A recent Trusight survey of 285 Minnesota companies found that most tread gingerly into the wellness arena. They host classes to help workers quit smoking (29 percent), lose weight (16 percent) or ease stress (12 percent). They change vending machine food to healthier fare or offer flu shots at work.
David Anderson, chief health officer of Eagan-based StayWell Health Management, said wellness vendors often charge $50 to $300 per worker for a program that may offer online health-risk assessments, telephone health coaching, hospital referrals and public health programs, or face time with nurses and dieticians at work.
Phone and online services are relatively inexpensive ways to educate workers about health risks. But they are less effective in changing behaviors permanently, Anderson said. Permanent changes require a bigger investment.
Some employers pay workers $75 for completing health-risk assessment forms. Others slash deductibles and premiums, or roll out contests, gift cards and prizes to workers who lower blood pressure, stop smoking or shed pounds. Whatever the tool, the goal is to get more employees engaged so spiraling health care costs can be brought under control.
Alexandria's chief operating officer, 52-year-old Al Sholtz, said his health costs stopped rising and his work wellness program added years to his life when it helped him quit smoking.
Machinist Eric Johnson lost 30 pounds and returned to a healthy blood pressure with help from nurses who took his blood, weight and blood-pressure readings monthly during "lab days" at work.
Having a full menu of wellness options sparks jealousy from friends. "They are really surprised by what they offer us here," Johnson said. "They just wish their company would try something like this."
One of the reasons they don't -- besides cost -- is complexity.
At a recent employment-law seminar, lawyers Debra Linder and Krista Hatcher from the Fredrikson & Byron law firm in Minneapolis explained how small companies can avoid missteps.
The IRS expects wellness prizes, cash and gift cards given to workers to be reported as compensation.

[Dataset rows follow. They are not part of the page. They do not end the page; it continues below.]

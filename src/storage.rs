//! Durable string key-value store for widget preferences.
//!
//! Values live in a single JSON object on disk and are written through on
//! every change. An in-memory store is available for tests and for running
//! without a writable location.

use anyhow::Context;
use std::collections::BTreeMap;
use std::path::{Path, PathBuf};
use std::sync::Mutex;

pub struct LocalStorage {
    path: Option<PathBuf>,
    values: Mutex<BTreeMap<String, String>>,
}

impl LocalStorage {
    /// Open the store at `path`. A missing or empty file starts empty.
    pub fn open(path: impl AsRef<Path>) -> anyhow::Result<Self> {
        let path = path.as_ref();
        let content = std::fs::read_to_string(path).unwrap_or_default();
        let values = if content.trim().is_empty() {
            BTreeMap::new()
        } else {
            serde_json::from_str(&content)
                .with_context(|| format!("parse local storage {}", path.display()))?
        };
        Ok(Self {
            path: Some(path.to_path_buf()),
            values: Mutex::new(values),
        })
    }

    pub fn in_memory() -> Self {
        Self {
            path: None,
            values: Mutex::new(BTreeMap::new()),
        }
    }

    pub fn get(&self, key: &str) -> Option<String> {
        self.values.lock().ok()?.get(key).cloned()
    }

    pub fn set(&self, key: &str, value: &str) -> anyhow::Result<()> {
        let mut values = self
            .values
            .lock()
            .map_err(|_| anyhow::anyhow!("local storage lock poisoned"))?;
        values.insert(key.to_string(), value.to_string());
        self.flush(&values)
    }

    pub fn remove(&self, key: &str) -> anyhow::Result<()> {
        let mut values = self
            .values
            .lock()
            .map_err(|_| anyhow::anyhow!("local storage lock poisoned"))?;
        if values.remove(key).is_some() {
            self.flush(&values)?;
        }
        Ok(())
    }

    fn flush(&self, values: &BTreeMap<String, String>) -> anyhow::Result<()> {
        let Some(path) = &self.path else {
            return Ok(());
        };
        let json = serde_json::to_string_pretty(values)?;
        std::fs::write(path, json).with_context(|| format!("write {}", path.display()))
    }
}

#[cfg(test)]
mod tests {
    use super::*;
    use tempfile::tempdir;

    #[test]
    fn values_survive_reopen() {
        let dir = tempdir().unwrap();
        let path = dir.path().join("storage.json");
        let storage = LocalStorage::open(&path).unwrap();
        assert_eq!(storage.get("itinerary"), None);
        storage.set("itinerary", "Coffee, then the Wissahickon").unwrap();
        storage.set("scratch", "x").unwrap();
        storage.remove("scratch").unwrap();

        let reopened = LocalStorage::open(&path).unwrap();
        assert_eq!(
            reopened.get("itinerary").as_deref(),
            Some("Coffee, then the Wissahickon")
        );
        assert_eq!(reopened.get("scratch"), None);
    }

    #[test]
    fn corrupt_file_is_an_error() {
        let dir = tempdir().unwrap();
        let path = dir.path().join("storage.json");
        std::fs::write(&path, "[not an object").unwrap();
        assert!(LocalStorage::open(&path).is_err());
    }

    #[test]
    fn in_memory_store_never_touches_disk() {
        let storage = LocalStorage::in_memory();
        storage.set("k", "v").unwrap();
        assert_eq!(storage.get("k").as_deref(), Some("v"));
    }
}
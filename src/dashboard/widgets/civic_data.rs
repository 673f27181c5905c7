use super::{fallback_note, refresh_every, status_banner, Widget, WidgetAction};
use crate::dashboard::dashboard::DashboardContext;
use crate::dashboard::lifecycle::{FallbackHandling, Feed, WidgetStatus};
use crate::model::CivicRecords;
use crate::sources::{Adapter, CivicDataset, CivicParams, PhillyDataAdapter};
use eframe::egui;
use serde::{Deserialize, Serialize};
use std::time::Duration;

fn default_refresh_interval() -> f32 {
    60.0 * 60.0
}

fn default_max_items() -> usize {
    10
}

#[derive(Debug, Clone, Serialize, Deserialize)]
pub struct CivicDataConfig {
    #[serde(default = "default_refresh_interval")]
    pub refresh_interval_secs: f32,
    #[serde(default)]
    pub manual_refresh_only: bool,
    #[serde(default)]
    pub dataset: CivicDataset,
    #[serde(default = "default_max_items")]
    pub max_items: usize,
}

impl Default for CivicDataConfig {
    fn default() -> Self {
        Self {
            refresh_interval_secs: default_refresh_interval(),
            manual_refresh_only: false,
            dataset: CivicDataset::default(),
            max_items: default_max_items(),
        }
    }
}

/// Google Maps search for a place. Records without coordinates are searched
/// by address instead.
pub fn maps_url(query: &str, latitude: f64, longitude: f64) -> String {
    let q = if latitude != 0.0 || longitude != 0.0 {
        format!("{latitude},{longitude}")
    } else {
        format!("{query}, Philadelphia, PA")
    };
    format!("https://www.google.com/maps?q={}", urlencoding::encode(&q))
}

struct Row {
    title: String,
    detail: String,
    map: String,
}

fn rows(records: &CivicRecords) -> Vec<Row> {
    match records {
        CivicRecords::Permits(permits) => permits
            .iter()
            .map(|p| Row {
                title: p.business_name.clone(),
                detail: format!("{} · permit {}", p.street_address, p.permit_year),
                map: maps_url(&p.street_address, p.latitude, p.longitude),
            })
            .collect(),
        CivicRecords::Demolitions(demos) => demos
            .iter()
            .map(|d| Row {
                title: d.address.clone(),
                detail: format!("{} · {}", d.demolition_date, d.reason),
                map: maps_url(&d.address, d.latitude, d.longitude),
            })
            .collect(),
        CivicRecords::Landmarks(marks) => marks
            .iter()
            .map(|l| Row {
                title: l.name.clone(),
                detail: if l.parent_name.is_empty() {
                    l.subtype.clone()
                } else {
                    format!("{} · {}", l.subtype, l.parent_name)
                },
                map: maps_url(&l.name, l.latitude, l.longitude),
            })
            .collect(),
    }
}

/// Browser for the city's open datasets near the current postal code.
pub struct CivicDataWidget<A: Adapter = PhillyDataAdapter> {
    cfg: CivicDataConfig,
    feed: Feed<A>,
    dataset: CivicDataset,
    fetched_for: Option<String>,
}

impl CivicDataWidget {
    pub fn new(cfg: CivicDataConfig) -> Self {
        Self::with_adapter(cfg, PhillyDataAdapter)
    }
}

impl<A> CivicDataWidget<A>
where
    A: Adapter<Params = CivicParams, Output = CivicRecords>,
{
    pub fn with_adapter(cfg: CivicDataConfig, adapter: A) -> Self {
        Self {
            dataset: cfg.dataset,
            cfg,
            feed: Feed::new(adapter, FallbackHandling::ShowData),
            fetched_for: None,
        }
    }

    fn dataset_picker(&mut self, ui: &mut egui::Ui) -> bool {
        let before = self.dataset;
        egui::ComboBox::from_id_source("civic_dataset")
            .selected_text(self.dataset.label())
            .show_ui(ui, |ui| {
                for dataset in CivicDataset::ALL {
                    ui.selectable_value(&mut self.dataset, dataset, dataset.label());
                }
            });
        self.dataset != before
    }
}

impl<A> Widget for CivicDataWidget<A>
where
    A: Adapter<Params = CivicParams, Output = CivicRecords>,
{
    fn title(&self) -> &str {
        "Philly Data Explorer"
    }

    fn refresh(&mut self, ctx: &DashboardContext<'_>) {
        self.fetched_for = Some(ctx.postal_code.to_string());
        self.feed.request(CivicParams {
            dataset: self.dataset,
            postal_code: ctx.postal_code.to_string(),
        });
    }

    fn poll(&mut self, ctx: &DashboardContext<'_>) {
        if self.fetched_for.as_deref() != Some(ctx.postal_code) {
            self.refresh(ctx);
        }
        self.feed.poll();
    }

    fn render(&mut self, ui: &mut egui::Ui, ctx: &DashboardContext<'_>) -> Option<WidgetAction> {
        if self.dataset_picker(ui) {
            tracing::debug!(dataset = self.dataset.label(), "civic dataset changed");
            self.refresh(ctx);
        }
        if !status_banner(ui, self.feed.status(), "No records found for this area.") {
            return None;
        }
        fallback_note(ui, self.feed.lifecycle().shows_fallback());
        let records = self.feed.data()?;
        let mut action = None;
        egui::ScrollArea::vertical()
            .id_source("civic_list")
            .max_height(260.0)
            .show(ui, |ui| {
                for row in rows(records).into_iter().take(self.cfg.max_items) {
                    ui.horizontal(|ui| {
                        ui.strong(&row.title);
                        if ui.small_button("🗺").on_hover_text("Open in Google Maps").clicked() {
                            action = Some(WidgetAction::OpenUrl(row.map.clone()));
                        }
                    });
                    ui.weak(&row.detail);
                    ui.add_space(4.0);
                }
            });
        action
    }

    fn refresh_interval(&self) -> Option<Duration> {
        refresh_every(self.cfg.refresh_interval_secs, self.cfg.manual_refresh_only)
    }

    fn status(&self) -> Option<&WidgetStatus> {
        Some(self.feed.status())
    }
}

#[cfg(test)]
mod tests {
    use super::*;
    use crate::dashboard::lifecycle::wait_until;
    use crate::dashboard::store::DashboardStore;
    use crate::dashboard::widgets::rendered_text;
    use crate::model::TobaccoPermit;
    use crate::sources::testing::{ScriptedAdapter, Shared};
    use crate::sources::ErrorPolicy;
    use crate::storage::LocalStorage;
    use std::sync::Arc;

    type Script = ScriptedAdapter<CivicRecords, CivicParams>;

    fn permit(name: &str) -> TobaccoPermit {
        TobaccoPermit {
            id: format!("permit-{name}"),
            business_name: name.into(),
            street_address: "100 Ridge Ave".into(),
            permit_year: "2025".into(),
            latitude: 40.01,
            longitude: -75.19,
        }
    }

    fn settle(widget: &mut CivicDataWidget<Shared<Script>>, ctx: &DashboardContext<'_>) {
        assert!(wait_until(|| {
            widget.poll(ctx);
            widget.status() != Some(&WidgetStatus::Loading)
        }));
    }

    #[test]
    fn loaded_empty_and_error_render_differently() {
        let script = Arc::new(Script::for_params(
            ErrorPolicy::Propagate,
            vec![
                Ok(CivicRecords::Permits(vec![permit("Ridge Deli")])),
                Ok(CivicRecords::Permits(Vec::new())),
                Err("arcgis returned 503".into()),
            ],
        ));
        let store = DashboardStore::new();
        let storage = LocalStorage::in_memory();
        let ctx = DashboardContext {
            postal_code: "19129",
            store: &store,
            storage: &storage,
        };
        let mut widget =
            CivicDataWidget::with_adapter(CivicDataConfig::default(), Shared(Arc::clone(&script)));

        widget.refresh(&ctx);
        settle(&mut widget, &ctx);
        assert_eq!(widget.status(), Some(&WidgetStatus::Loaded));
        let loaded = rendered_text(&mut widget, &ctx);
        assert!(loaded.contains("Ridge Deli"), "{loaded}");
        assert!(loaded.contains("100 Ridge Ave · permit 2025"), "{loaded}");

        widget.refresh(&ctx);
        settle(&mut widget, &ctx);
        assert_eq!(widget.status(), Some(&WidgetStatus::Empty));
        let empty = rendered_text(&mut widget, &ctx);
        assert!(empty.contains("No records found for this area."), "{empty}");
        assert!(!empty.contains("Ridge Deli"));

        widget.refresh(&ctx);
        settle(&mut widget, &ctx);
        let failed = rendered_text(&mut widget, &ctx);
        assert!(failed.contains("arcgis returned 503"), "{failed}");
        assert!(!failed.contains("No records found"));

        let requested = script.requested.lock().unwrap();
        assert_eq!(requested.len(), 3);
        assert!(requested
            .iter()
            .all(|p| p.dataset == CivicDataset::Permits && p.postal_code == "19129"));
    }

    #[test]
    fn postal_code_change_refetches_selected_dataset() {
        let script = Arc::new(Script::for_params(
            ErrorPolicy::Propagate,
            vec![
                Ok(CivicRecords::Landmarks(Vec::new())),
                Ok(CivicRecords::Landmarks(Vec::new())),
            ],
        ));
        let store = DashboardStore::new();
        let storage = LocalStorage::in_memory();
        let cfg = CivicDataConfig {
            dataset: CivicDataset::Landmarks,
            ..CivicDataConfig::default()
        };
        let mut widget = CivicDataWidget::with_adapter(cfg, Shared(Arc::clone(&script)));

        for postal_code in ["19129", "19103"] {
            let ctx = DashboardContext {
                postal_code,
                store: &store,
                storage: &storage,
            };
            widget.poll(&ctx);
            settle(&mut widget, &ctx);
        }
        let requested = script.requested.lock().unwrap();
        assert_eq!(
            *requested,
            vec![
                CivicParams {
                    dataset: CivicDataset::Landmarks,
                    postal_code: "19129".into()
                },
                CivicParams {
                    dataset: CivicDataset::Landmarks,
                    postal_code: "19103".into()
                },
            ]
        );
    }

    #[test]
    fn map_links_prefer_coordinates() {
        assert_eq!(
            maps_url("Swan Pond", 40.0094, -75.1333),
            "https://www.google.com/maps?q=40.0094%2C-75.1333"
        );
        assert_eq!(
            maps_url("123 Main St", 0.0, 0.0),
            "https://www.google.com/maps?q=123%20Main%20St%2C%20Philadelphia%2C%20PA"
        );
    }
}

Other rules say wellness rewards can't exceed 20 percent of employee health care premiums. Still other employment laws suggest that firms that issue prizes to employees who quit smoking would be wise to also offer those prizes to workers who complete a smoking cessation class. Not doing so may conflict with the Americans with Disabilities Act, because smoking is considered an addiction.
"This is an area where I see employers get tripped up," Linder said.
Some hop on the wellness band wagon with well-meaning contests, cash incentives, gift cards and even health screenings, only to discover later that their plans unintentionally violate medical and genetic privacy, disability, retirement or IRS rules, Hatcher and Linder said. They advise firms to first reach out to insurance companies, employee benefit pros and lawyers before venturing too far.
Moorman, from Alexandria Extrusion, said insurance broker RJF Agencies referred her company to Wellness Innovation Nursing Services in Eau Claire Wis., which provided the nurses, counselors, dieticians and trainers who visited the plant.
Alexandria also partnered with Active Living in Douglas County to win $7,500 in grants for bikes, racks and contests that had employees biking to work for a day or riding the nearby park trails during lunch.
"There's lots of help out there," Moorman said. "You just have to know where to look."